● **PROBLEM TO WORK ON**
Check every line of the entries below for the word "AppState", and copy the ones that have it.

MATERIAL TO PROCESS START

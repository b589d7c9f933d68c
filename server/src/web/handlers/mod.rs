// revstoran_server/src/web/handlers/mod.rs

pub mod auth_handlers;
pub mod cart_handlers;
pub mod checkout_handlers;
pub mod menu_handlers;
pub mod order_handlers;
pub mod restaurant_handlers;
pub mod review_handlers;
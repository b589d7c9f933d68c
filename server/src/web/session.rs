// revstoran_server/src/web/session.rs

//! Cookie-bound sessions.
//!
//! `Session` loads the caller's `SessionData` from the shared store before the
//! handler runs; the handler stores it back with [`Session::save`] (which also
//! sets the cookie for a brand-new session) or [`Session::persist`].
//!
//! A brand-new session that is still blank (no user, nothing in the cart) is
//! never stored and gets no cookie.

use crate::errors::AppError;
use crate::state::AppState;
use actix_web::cookie::{Cookie, SameSite};
use actix_web::{web, FromRequest, HttpRequest, HttpResponseBuilder};
use futures_util::future::{ready, Ready};
use revstoran::{Cart, SessionData, SessionId, SessionLease, SessionStore, UserId};
use std::sync::Arc;
use tracing::{debug, warn};

pub struct Session {
  id: SessionId,
  pub data: SessionData,
  is_new: bool,
  store: Arc<SessionStore>,
  cookie_name: String,
  cookie_secure: bool,
}

impl Session {
  fn from_http_request(req: &HttpRequest) -> Result<Self, AppError> {
    let state = app_state(req)?;
    let cookie_name = state.config.session_cookie_name.clone();

    let existing = req
      .cookie(&cookie_name)
      .and_then(|cookie| SessionId::parse(cookie.value()))
      .and_then(|id| state.sessions.load(id).map(|data| (id, data)));

    let (id, data, is_new) = match existing {
      Some((id, data)) => (id, data, false),
      None => {
        let id = SessionId::generate();
        debug!(session_id = %id, "Starting new session.");
        (id, SessionData::new(), true)
      }
    };

    Ok(Self {
      id,
      data,
      is_new,
      store: Arc::clone(&state.sessions),
      cookie_name,
      cookie_secure: state.config.session_cookie_secure,
    })
  }

  pub fn id(&self) -> SessionId {
    self.id
  }

  pub fn require_user(&self) -> Result<UserId, AppError> {
    self.data.user_id.ok_or_else(login_required)
  }

  pub fn cart(&mut self) -> &mut Cart {
    self.data.cart()
  }

  /// Moves the session to a fresh id, keeping its data. Used on login.
  pub fn renew(&mut self) {
    if !self.is_new {
      self.store.destroy(self.id);
    }
    self.id = SessionId::generate();
    self.is_new = true;
  }

  /// Re-reads the data from the store, e.g. after waiting for a lease.
  pub fn reload(&mut self) {
    if let Some(data) = self.store.load(self.id) {
      self.data = data;
    }
  }

  pub fn lease(&self) -> Option<SessionLease> {
    self.store.lease(self.id)
  }

  fn worth_storing(&self) -> bool {
    !(self.is_new && self.data.is_blank())
  }

  /// Writes the data back to the store without touching the response.
  pub fn persist(&self) {
    if self.worth_storing() {
      self.store.store(self.id, self.data.clone());
    }
  }

  /// Writes the data back and, for a new session, attaches the cookie.
  pub fn save(self, response: &mut HttpResponseBuilder) {
    if !self.worth_storing() {
      return;
    }
    self.persist();
    if self.is_new {
      response.cookie(
        Cookie::build(self.cookie_name, self.id.to_string())
          .path("/")
          .http_only(true)
          .secure(self.cookie_secure)
          .same_site(SameSite::Lax)
          .finish(),
      );
    }
  }
}

impl FromRequest for Session {
  type Error = AppError;
  type Future = Ready<Result<Self, Self::Error>>;

  fn from_request(req: &HttpRequest, _payload: &mut actix_web::dev::Payload) -> Self::Future {
    ready(Session::from_http_request(req))
  }
}

/// The logged-in user of the current session. Rejects anonymous requests.
#[derive(Debug, Clone, Copy)]
pub struct AuthenticatedUser {
  pub user_id: UserId,
}

impl FromRequest for AuthenticatedUser {
  type Error = AppError;
  type Future = Ready<Result<Self, Self::Error>>;

  fn from_request(req: &HttpRequest, _payload: &mut actix_web::dev::Payload) -> Self::Future {
    let resolved = app_state(req).and_then(|state| {
      req
        .cookie(&state.config.session_cookie_name)
        .and_then(|cookie| SessionId::parse(cookie.value()))
        .and_then(|id| state.sessions.load(id))
        .and_then(|data| data.user_id)
        .map(|user_id| AuthenticatedUser { user_id })
        .ok_or_else(|| {
          warn!(path = %req.path(), "AuthenticatedUser extractor: no logged-in session.");
          login_required()
        })
    });
    ready(resolved)
  }
}

fn app_state(req: &HttpRequest) -> Result<&web::Data<AppState>, AppError> {
  req
    .app_data::<web::Data<AppState>>()
    .ok_or_else(|| AppError::Internal("Application state is not configured.".to_string()))
}

fn login_required() -> AppError {
  AppError::Auth("You must be logged in to continue.".to_string())
}
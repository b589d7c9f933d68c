// revstoran_server/src/models/user.rs

use chrono::{DateTime, Utc};
use serde::Serialize;
use sqlx::FromRow;

#[derive(Debug, Clone, Serialize, FromRow)]
pub struct User {
  pub id: i64,
  pub username: String,
  pub email: String,
  #[serde(skip_serializing)] // Never send password hash to client
  pub password_hash: String,
  pub created_at: DateTime<Utc>,
}
// revstoran_server/src/models/restaurant.rs

use chrono::{DateTime, Utc};
use revstoran::UserId;
use serde::Serialize;
use sqlx::FromRow;

#[derive(Debug, Clone, Serialize, FromRow)]
pub struct Restaurant {
  pub id: i64,
  pub name: String,
  pub description: String,
  pub city: String,
  pub state: String,
  pub image_path: Option<String>,
  pub owner_id: i64,
  pub created_at: DateTime<Utc>,
}

impl Restaurant {
  pub fn is_owned_by(&self, user_id: UserId) -> bool {
    self.owner_id == user_id.get()
  }
}
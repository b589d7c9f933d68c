// revstoran_server/src/models/order.rs

use chrono::{DateTime, Utc};
use rust_decimal::Decimal;
use serde::Serialize;
use sqlx::FromRow;

use super::OrderItem;

/// Status is stored as text; the core only ever writes `pending`.
#[derive(Debug, Clone, Serialize, FromRow)]
pub struct Order {
  pub id: i64,
  pub customer_id: i64,
  pub restaurant_id: i64,
  pub total_price: Decimal,
  pub status: String,
  pub created_at: DateTime<Utc>,
}

#[derive(Debug, Clone, Serialize)]
pub struct OrderWithItems {
  #[serde(flatten)]
  pub order: Order,
  pub items: Vec<OrderItem>,
}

MATERIAL TO PROCESS END

● **RESPONSE AREA**
use crate::state::AppState;
fn app_state(req: &HttpRequest) -> Result<&web::Data<AppState>, AppError> {
    .app_data::<web::Data<AppState>>()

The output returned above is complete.